- **Supplied records**
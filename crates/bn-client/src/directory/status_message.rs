/// Default user-facing text for an HTTP status when the body carries no message.
pub fn status_message(status: u16) -> String {
    let message = match status {
        400 => "Invalid request. Please check your input and try again.",
        401 => "Unauthorized. Please log in again.",
        404 => "Resource not found.",
        409 => "Conflict. This account or resource already exists.",
        422 => "Validation error. Please check the entered details.",
        500 => "Server error. Please try again later.",
        502 => "Server is temporarily unavailable (bad gateway). Please try again later.",
        503 => "Service unavailable. Please try again later.",
        _ => return format!("Something went wrong (HTTP {status}). Please try again."),
    };

    message.to_string()
}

- **Work task**
Would you copy out exactly the lines from the one holding "This account or" through the end of the entries above, both ends included?

- **Written answer**
        409 => "Conflict. This account or resource already exists.",
        422 => "Validation error. Please check the entered details.",
        500 => "Server error. Please try again later.",
        502 => "Server is temporarily unavailable (bad gateway). Please try again later.",
        503 => "Service unavailable. Please try again later.",
        _ => return format!("Something went wrong (HTTP {status}). Please try again."),
    };

    message.to_string()
}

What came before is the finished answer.